EXERCISE DETAILS
The lines from the top of the data down to the line with "frame, if any." should be repeated exactly, both ends included.

(Beginning of RECORDS PROVIDED)

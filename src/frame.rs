// ABOUTME: Splits an inbound byte stream into complete SMPP frames using the length prefix
// ABOUTME: Queues frames in arrival order so the session handles them strictly one at a time

pub use crate::codec::Frame;

use crate::codec::CodecError;
use bytes::{Buf, Bytes, BytesMut};
use std::collections::VecDeque;
use std::fmt;
use std::io::Cursor;

/// Accumulates raw bytes and slices them into whole PDUs.
///
/// Bytes are appended with [`push`](FrameReader::push); every complete frame
/// found is moved to a FIFO and handed out by
/// [`next_frame`](FrameReader::next_frame) in the order it arrived. A partial
/// frame simply stays buffered until the rest of it shows up.
#[derive(Debug, Default)]
pub struct FrameReader {
    buffer: BytesMut,
    queue: VecDeque<Bytes>,
}

impl FrameReader {
    pub fn new() -> Self {
        FrameReader {
            buffer: BytesMut::with_capacity(4 * 1024),
            queue: VecDeque::new(),
        }
    }

    /// Append a chunk and queue every frame it completes.
    ///
    /// Fails only when the buffered data declares an impossible length; the
    /// stream is unusable after that.
    pub fn push(&mut self, chunk: &[u8]) -> Result<(), Error> {
        self.buffer.extend_from_slice(chunk);
        self.extract()
    }

    /// Queue every complete frame sitting in the read buffer.
    pub(crate) fn extract(&mut self) -> Result<(), Error> {
        loop {
            let mut cursor = Cursor::new(&self.buffer[..]);
            match Frame::check(&mut cursor) {
                Ok(len) => {
                    let frame = self.buffer.split_to(len).freeze();
                    self.queue.push_back(frame);
                }
                Err(Error::Incomplete) => return Ok(()),
                Err(e) => return Err(e),
            }
        }
    }

    /// Oldest complete frame, if any.
    pub fn next_frame(&mut self) -> Option<Bytes> {
        self.queue.pop_front()
    }

    /// Mutable access to the read buffer for socket reads.
    pub(crate) fn buffer_mut(&mut self) -> &mut BytesMut {
        &mut self.buffer
    }

    /// Bytes received that do not yet form a complete frame.
    pub fn pending_bytes(&self) -> usize {
        self.buffer.remaining()
    }

    /// Number of complete frames waiting to be handled.
    pub fn queued(&self) -> usize {
        self.queue.len()
    }
}

#[derive(Debug)]
pub enum Error {
    /// Not enough data is available to parse a message
    Incomplete,

    /// Invalid message encoding
    Other(crate::Error),
}

impl From<CodecError> for Error {
    fn from(src: CodecError) -> Error {
        match src {
            CodecError::Incomplete => Error::Incomplete,
            other => Error::Other(Box::new(other)),
        }
    }
}

impl std::error::Error for Error {}

impl fmt::Display for Error {
    fn fmt(&self, fmt: &mut fmt::Formatter) -> fmt::Result {
        match self {
            Error::Incomplete => write!(fmt, "stream ended early"),
            Error::Other(err) => write!(fmt, "{err}"),
        }
    }
}

#[cfg(test)]
mod tests {
    use super::*;
    use crate::codec::Encodable;
    use crate::datatypes::{EnquireLink, SubmitSmResponse};

    #[test]
    fn frames_split_across_chunks_are_reassembled() {
        let bytes = EnquireLink::new(7).to_bytes().unwrap();
        let mut reader = FrameReader::new();

        reader.push(&bytes[..10]).unwrap();
        assert_eq!(reader.queued(), 0);
        assert_eq!(reader.pending_bytes(), 10);

        reader.push(&bytes[10..]).unwrap();
        assert_eq!(reader.queued(), 1);
        assert_eq!(reader.next_frame().unwrap(), bytes);
        assert!(reader.next_frame().is_none());
    }

    #[test]
    fn several_frames_in_one_chunk_keep_arrival_order() {
        let first = EnquireLink::new(1).to_bytes().unwrap();
        let second = SubmitSmResponse::new(2, "abc").to_bytes().unwrap();
        let third = EnquireLink::new(3).to_bytes().unwrap();

        let mut chunk = Vec::new();
        chunk.extend_from_slice(&first);
        chunk.extend_from_slice(&second);
        chunk.extend_from_slice(&third[..5]);

        let mut reader = FrameReader::new();
        reader.push(&chunk).unwrap();

        assert_eq!(reader.next_frame().unwrap(), first);
        assert_eq!(reader.next_frame().unwrap(), second);
        assert!(reader.next_frame().is_none());

        reader.push(&third[5..]).unwrap();
        assert_eq!(reader.next_frame().unwrap(), third);
    }

    #[test]
    fn short_header_waits_for_more_bytes() {
        let mut reader = FrameReader::new();
        reader.push(&[0x00, 0x00]).unwrap();
        assert_eq!(reader.queued(), 0);
    }

    #[test]
    fn impossible_length_is_fatal() {
        let data = [
            0x00, 0x00, 0x00, 0x05, // command_length = 5 (too small)
            0x00, 0x00, 0x00, 0x15, // command_id
            0x00, 0x00, 0x00, 0x00, // command_status
            0x00, 0x00, 0x00, 0x01, // sequence_number
        ];
        let mut reader = FrameReader::new();
        assert!(matches!(reader.push(&data), Err(Error::Other(_))));
    }
}
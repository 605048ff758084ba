// ABOUTME: Concatenated SMS support: splitting long outbound messages and reassembling inbound parts
// ABOUTME: Parts are recognised by SAR TLVs or a concatenation UDH and joined in part-number order

use crate::datatypes::{DeliverSm, ESM_CLASS_UDHI, Tlv, tags};
use bytes::{BufMut, Bytes, BytesMut};
use std::collections::{BTreeMap, HashMap};
use std::time::Duration;
use tokio::time::Instant;
use tracing::{debug, warn};

/// Longest message sent as a single part
pub const MAX_SINGLE_PART_LEN: usize = 140;

/// Bytes of user data per part, leaving room for the UDH
pub const PART_PAYLOAD_LEN: usize = MAX_SINGLE_PART_LEN - 10;

const IEI_CONCAT_8BIT: u8 = 0x00;
const IEI_CONCAT_16BIT: u8 = 0x08;

/// One part of a concatenated message
#[derive(Clone, Debug, PartialEq)]
pub struct Fragment {
    pub reference: u16,
    pub total: u8,
    /// 1-based part number
    pub index: u8,
    /// User data with any UDH stripped
    pub payload: Bytes,
}

/// Recognise a deliver_sm carrying one part of a concatenated message.
///
/// `content` is the message body (short_message or message_payload).
/// SAR TLVs win when all three are present; otherwise a UDH is looked for
/// when esm_class flags one.
pub fn detect_fragment(pdu: &DeliverSm, content: &Bytes) -> Option<Fragment> {
    let sar = (
        pdu.tlv(tags::SAR_MSG_REF_NUM).and_then(Tlv::as_u16),
        pdu.tlv(tags::SAR_TOTAL_SEGMENTS).and_then(Tlv::as_u8),
        pdu.tlv(tags::SAR_SEGMENT_SEQNUM).and_then(Tlv::as_u8),
    );
    if let (Some(reference), Some(total), Some(index)) = sar {
        return Some(Fragment {
            reference,
            total,
            index,
            payload: content.clone(),
        });
    }

    if pdu.esm_class & ESM_CLASS_UDHI == 0 {
        return None;
    }
    parse_concat_udh(content)
}

/// Find a concatenation information element in a User Data Header.
fn parse_concat_udh(content: &Bytes) -> Option<Fragment> {
    let udhl = *content.first()? as usize;
    if content.len() < udhl + 1 {
        return None;
    }
    let mut elements = &content[1..=udhl];

    while let [iei, len, rest @ ..] = elements {
        let len = *len as usize;
        if rest.len() < len {
            return None;
        }
        let (data, tail) = rest.split_at(len);
        match (*iei, data) {
            (IEI_CONCAT_8BIT, [reference, total, index]) => {
                return Some(Fragment {
                    reference: *reference as u16,
                    total: *total,
                    index: *index,
                    payload: content.slice(udhl + 1..),
                });
            }
            (IEI_CONCAT_16BIT, [hi, lo, total, index]) => {
                return Some(Fragment {
                    reference: u16::from_be_bytes([*hi, *lo]),
                    total: *total,
                    index: *index,
                    payload: content.slice(udhl + 1..),
                });
            }
            _ => elements = tail,
        }
    }
    None
}

/// Split a message into parts of at most [`PART_PAYLOAD_LEN`] bytes.
///
/// Messages up to [`MAX_SINGLE_PART_LEN`] stay whole. Multi-byte
/// characters may be cut; receivers decode after reassembly.
pub fn split_message(message: &Bytes) -> Vec<Bytes> {
    if message.len() <= MAX_SINGLE_PART_LEN {
        return vec![message.clone()];
    }
    (0..message.len())
        .step_by(PART_PAYLOAD_LEN)
        .map(|start| message.slice(start..(start + PART_PAYLOAD_LEN).min(message.len())))
        .collect()
}

/// SAR TLVs for part `index` (1-based) of `total`
pub fn sar_tlvs(reference: u16, total: u8, index: u8) -> [Tlv; 3] {
    [
        Tlv::from_u16(tags::SAR_MSG_REF_NUM, reference),
        Tlv::from_u8(tags::SAR_TOTAL_SEGMENTS, total),
        Tlv::from_u8(tags::SAR_SEGMENT_SEQNUM, index),
    ]
}

/// Prefix `part` with a 6 byte concatenation UDH (8-bit reference)
pub fn with_concat_udh(reference: u8, total: u8, index: u8, part: &[u8]) -> Bytes {
    let mut buf = BytesMut::with_capacity(6 + part.len());
    buf.put_slice(&[0x05, IEI_CONCAT_8BIT, 0x03, reference, total, index]);
    buf.put_slice(part);
    buf.freeze()
}

/// A reassembled message
#[derive(Clone, Debug, PartialEq)]
pub struct CompletedMessage {
    pub source_addr: String,
    pub destination_addr: String,
    pub content: Bytes,
}

#[derive(Debug)]
struct Assembly {
    source_addr: String,
    destination_addr: String,
    total: u8,
    parts: BTreeMap<u8, Bytes>,
    started: Instant,
}

/// Buffers parts until every one of them is in.
///
/// Incomplete assemblies older than the TTL are dropped the next time a part
/// is inserted.
#[derive(Debug)]
pub struct MultipartReassembler {
    ttl: Duration,
    pending: HashMap<String, Assembly>,
}

impl MultipartReassembler {
    pub fn new(ttl: Duration) -> Self {
        MultipartReassembler {
            ttl,
            pending: HashMap::new(),
        }
    }

    pub fn key(source_addr: &str, destination_addr: &str, reference: u16) -> String {
        format!("multi_{source_addr}_{destination_addr}_{reference}")
    }

    /// Number of incomplete assemblies held
    pub fn pending(&self) -> usize {
        self.pending.len()
    }

    /// Add a part; returns the full message once the last missing part
    /// arrives. A repeated part number replaces the earlier part.
    pub fn insert(
        &mut self,
        source_addr: &str,
        destination_addr: &str,
        fragment: Fragment,
    ) -> Option<CompletedMessage> {
        self.evict_expired();

        let key = Self::key(source_addr, destination_addr, fragment.reference);
        let total = self
            .pending
            .get(&key)
            .map_or(fragment.total, |assembly| assembly.total);

        if fragment.index == 0 || fragment.index > total {
            warn!(
                key = %key,
                "Dropping part {} of a {} part message",
                fragment.index,
                total
            );
            return None;
        }

        let assembly = self.pending.entry(key.clone()).or_insert_with(|| Assembly {
            source_addr: source_addr.to_string(),
            destination_addr: destination_addr.to_string(),
            total,
            parts: BTreeMap::new(),
            started: Instant::now(),
        });
        assembly.parts.insert(fragment.index, fragment.payload);
        debug!(
            key = %key,
            "Multipart {}/{} parts received",
            assembly.parts.len(),
            assembly.total
        );

        if assembly.parts.len() < assembly.total as usize {
            return None;
        }

        let assembly = self.pending.remove(&key)?;
        let mut content = BytesMut::new();
        for part in assembly.parts.values() {
            content.put_slice(part);
        }
        Some(CompletedMessage {
            source_addr: assembly.source_addr,
            destination_addr: assembly.destination_addr,
            content: content.freeze(),
        })
    }

    fn evict_expired(&mut self) {
        let ttl = self.ttl;
        self.pending.retain(|key, assembly| {
            let live = assembly.started.elapsed() < ttl;
            if !live {
                warn!(
                    key = %key,
                    "Discarding incomplete multipart message, {}/{} parts after {:?}",
                    assembly.parts.len(),
                    assembly.total,
                    ttl
                );
            }
            live
        });
    }
}

#[cfg(test)]
mod tests {
    use super::*;

    fn part(reference: u16, total: u8, index: u8, payload: &'static str) -> Fragment {
        Fragment {
            reference,
            total,
            index,
            payload: Bytes::from_static(payload.as_bytes()),
        }
    }

    #[test]
    fn out_of_order_parts_join_in_index_order() {
        let mut reassembler = MultipartReassembler::new(Duration::from_secs(3600));

        assert!(reassembler.insert("123", "456", part(7, 2, 2, " world")).is_none());
        assert_eq!(reassembler.pending(), 1);

        let done = reassembler.insert("123", "456", part(7, 2, 1, "hello")).unwrap();
        assert_eq!(done.content, Bytes::from_static(b"hello world"));
        assert_eq!(done.source_addr, "123");
        assert_eq!(reassembler.pending(), 0);
    }

    #[test]
    fn references_are_scoped_by_addresses() {
        let mut reassembler = MultipartReassembler::new(Duration::from_secs(3600));
        assert!(reassembler.insert("a", "b", part(1, 2, 1, "x")).is_none());
        assert!(reassembler.insert("c", "b", part(1, 2, 2, "y")).is_none());
        assert_eq!(reassembler.pending(), 2);
    }

    #[test]
    fn repeated_part_replaces_earlier_copy() {
        let mut reassembler = MultipartReassembler::new(Duration::from_secs(3600));
        assert!(reassembler.insert("a", "b", part(1, 2, 1, "old")).is_none());
        assert!(reassembler.insert("a", "b", part(1, 2, 1, "new")).is_none());
        let done = reassembler.insert("a", "b", part(1, 2, 2, "!")).unwrap();
        assert_eq!(done.content, Bytes::from_static(b"new!"));
    }

    #[test]
    fn out_of_range_parts_are_dropped() {
        let mut reassembler = MultipartReassembler::new(Duration::from_secs(3600));
        assert!(reassembler.insert("a", "b", part(1, 2, 3, "x")).is_none());
        assert!(reassembler.insert("a", "b", part(1, 2, 0, "x")).is_none());
        assert_eq!(reassembler.pending(), 0);
    }

    #[tokio::test(start_paused = true)]
    async fn stale_assemblies_expire() {
        let mut reassembler = MultipartReassembler::new(Duration::from_secs(60));
        assert!(reassembler.insert("a", "b", part(1, 2, 1, "x")).is_none());

        tokio::time::advance(Duration::from_secs(61)).await;
        assert!(reassembler.insert("a", "b", part(1, 2, 2, "y")).is_none());
        // the late part started a fresh assembly
        assert_eq!(reassembler.pending(), 1);
    }

    #[test]
    fn udh_with_8bit_reference() {
        let content = with_concat_udh(0x2A, 3, 2, b"abc");
        let pdu = DeliverSm::new(1, "123", "456", content.clone()).esm_class(ESM_CLASS_UDHI);

        assert_eq!(
            detect_fragment(&pdu, &content),
            Some(Fragment {
                reference: 0x2A,
                total: 3,
                index: 2,
                payload: Bytes::from_static(b"abc"),
            })
        );
    }

    #[test]
    fn udh_with_16bit_reference_after_other_elements() {
        // port addressing element first, then 16-bit concatenation
        let content = Bytes::from_static(&[
            0x0A, 0x05, 0x04, 0x0B, 0x84, 0x23, 0xF0, 0x08, 0x04, 0x01, 0x02, 0x02, 0x01, b'h',
            b'i',
        ]);
        let pdu = DeliverSm::new(1, "123", "456", content.clone()).esm_class(ESM_CLASS_UDHI);

        let fragment = detect_fragment(&pdu, &content).unwrap();
        assert_eq!(fragment.reference, 0x0102);
        assert_eq!(fragment.total, 2);
        assert_eq!(fragment.index, 1);
        assert_eq!(fragment.payload, Bytes::from_static(b"hi"));
    }

    #[test]
    fn udh_is_ignored_without_udhi_flag() {
        let content = with_concat_udh(1, 2, 1, b"abc");
        let pdu = DeliverSm::new(1, "123", "456", content.clone());
        assert!(detect_fragment(&pdu, &content).is_none());
    }

    #[test]
    fn sar_tlvs_mark_a_fragment() {
        let content = Bytes::from_static(b"part one");
        let pdu = DeliverSm::new(1, "123", "456", content.clone())
            .optional_params(sar_tlvs(300, 2, 1).to_vec());

        let fragment = detect_fragment(&pdu, &content).unwrap();
        assert_eq!(fragment.reference, 300);
        assert_eq!(fragment.payload, content);
    }

    #[test]
    fn long_messages_split_into_130_byte_parts() {
        assert_eq!(split_message(&Bytes::from(vec![b'a'; 140])).len(), 1);

        let parts = split_message(&Bytes::from(vec![b'a'; 300]));
        let sizes: Vec<usize> = parts.iter().map(Bytes::len).collect();
        assert_eq!(sizes, vec![130, 130, 40]);
    }
}
// ABOUTME: Demo application sending one SMS through a reconnecting ESME service
// ABOUTME: Waits for the bind, submits, prints the SMSC acknowledgement and any delivery report

use argh::FromArgs;
use smpp_esme::client::{EsmeConfig, EsmeEvent, SubmitSmParams, start_esme};
use std::error::Error;
use std::sync::Arc;
use std::time::Duration;
use tracing::{Level, info, warn};
use tracing_subscriber::FmtSubscriber;

/// Send a single SMS message and wait for its delivery report
#[derive(FromArgs)]
struct CliArgs {
    /// whether or not to enable debugging
    #[argh(switch, short = 'd')]
    debugging: bool,

    /// TOML file with the ESME settings; the options below override it
    #[argh(option, short = 'c')]
    config: Option<String>,

    /// the system id
    #[argh(option)]
    system_id: Option<String>,

    /// the password
    #[argh(option)]
    password: Option<String>,

    /// the hostname of IP address of the SMSC (default: localhost)
    #[argh(option)]
    host: Option<String>,

    /// the port to use when connecting to the SMSC (default: 2775)
    #[argh(option, short = 'p')]
    port: Option<u16>,

    /// the message to send
    #[argh(option, short = 'm')]
    message: String,

    /// the recipient telephone number
    #[argh(option, short = 't')]
    to: String,

    /// the telephone number that the message will be from
    #[argh(option, short = 'f')]
    from: String,

    /// seconds to wait for a delivery report after the ack (default: 30)
    #[argh(option, default = "30")]
    wait: u64,
}

#[tokio::main]
async fn main() -> Result<(), Box<dyn Error>> {
    let cli_args: CliArgs = argh::from_env();

    let level = if cli_args.debugging {
        Level::DEBUG
    } else {
        Level::INFO
    };
    let subscriber = FmtSubscriber::builder().with_max_level(level).finish();
    tracing::subscriber::set_global_default(subscriber)?;

    let mut config = match &cli_args.config {
        Some(path) => EsmeConfig::load_from_file(path)?,
        None => EsmeConfig::default(),
    };
    if let Some(host) = cli_args.host {
        config.host = host;
    }
    if let Some(port) = cli_args.port {
        config.port = port;
    }
    if let Some(system_id) = cli_args.system_id {
        config.system_id = system_id;
    }
    if let Some(password) = cli_args.password {
        config.password = password;
    }
    config.validate()?;

    let (events, mut rx) = tokio::sync::mpsc::unbounded_channel();
    let mut service = start_esme(&config, Arc::new(events)).await?;

    let mut outstanding = Vec::new();
    let mut message_id = None;

    while let Some(event) = rx.recv().await {
        match event {
            EsmeEvent::Connected(handle) if message_id.is_none() && outstanding.is_empty() => {
                let params = SubmitSmParams::new(&cli_args.to, cli_args.message.clone())
                    .source_addr(cli_args.from.clone())
                    .data_coding(1);
                outstanding = handle.submit_sm(params).await?;
                info!("Submitted {} part(s)", outstanding.len());
            }
            EsmeEvent::SubmitAck {
                sequence_number,
                command_status,
                message_id: id,
                ..
            } => {
                if !command_status.is_ok() {
                    warn!("SMSC rejected the message: {command_status:?}");
                    break;
                }
                outstanding.retain(|seq| *seq != sequence_number);
                println!("Message accepted, id {id}");
                message_id = Some(id);
                if outstanding.is_empty() {
                    break;
                }
            }
            EsmeEvent::Disconnected { unacked } if !unacked.is_empty() => {
                warn!("Connection lost with {} part(s) unacknowledged", unacked.len());
                break;
            }
            other => info!("{other:?}"),
        }
    }

    if let Some(id) = message_id {
        let deadline = tokio::time::sleep(Duration::from_secs(cli_args.wait));
        tokio::pin!(deadline);
        loop {
            tokio::select! {
                _ = &mut deadline => {
                    println!("No delivery report within {}s", cli_args.wait);
                    break;
                }
                event = rx.recv() => match event {
                    Some(EsmeEvent::DeliveryReport { report, .. }) if report.id == id => {
                        println!("Delivery report: {} ({:?})", report.stat, report.status);
                        break;
                    }
                    Some(_) => {}
                    None => break,
                },
            }
        }
    }

    service.stop().await;
    Ok(())
}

(End of RECORDS PROVIDED)

EXERCISE ANSWER
filename src/frame.rs
// ABOUTME: Splits an inbound byte stream into complete SMPP frames using the length prefix
// ABOUTME: Queues frames in arrival order so the session handles them strictly one at a time

pub use crate::codec::Frame;

use crate::codec::CodecError;
use bytes::{Buf, Bytes, BytesMut};
use std::collections::VecDeque;
use std::fmt;
use std::io::Cursor;

/// Accumulates raw bytes and slices them into whole PDUs.
///
/// Bytes are appended with [`push`](FrameReader::push); every complete frame
/// found is moved to a FIFO and handed out by
/// [`next_frame`](FrameReader::next_frame) in the order it arrived. A partial
/// frame simply stays buffered until the rest of it shows up.
#[derive(Debug, Default)]
pub struct FrameReader {
    buffer: BytesMut,
    queue: VecDeque<Bytes>,
}

impl FrameReader {
    pub fn new() -> Self {
        FrameReader {
            buffer: BytesMut::with_capacity(4 * 1024),
            queue: VecDeque::new(),
        }
    }

    /// Append a chunk and queue every frame it completes.
    ///
    /// Fails only when the buffered data declares an impossible length; the
    /// stream is unusable after that.
    pub fn push(&mut self, chunk: &[u8]) -> Result<(), Error> {
        self.buffer.extend_from_slice(chunk);
        self.extract()
    }

    /// Queue every complete frame sitting in the read buffer.
    pub(crate) fn extract(&mut self) -> Result<(), Error> {
        loop {
            let mut cursor = Cursor::new(&self.buffer[..]);
            match Frame::check(&mut cursor) {
                Ok(len) => {
                    let frame = self.buffer.split_to(len).freeze();
                    self.queue.push_back(frame);
                }
                Err(Error::Incomplete) => return Ok(()),
                Err(e) => return Err(e),
            }
        }
    }

    /// Oldest complete frame, if any.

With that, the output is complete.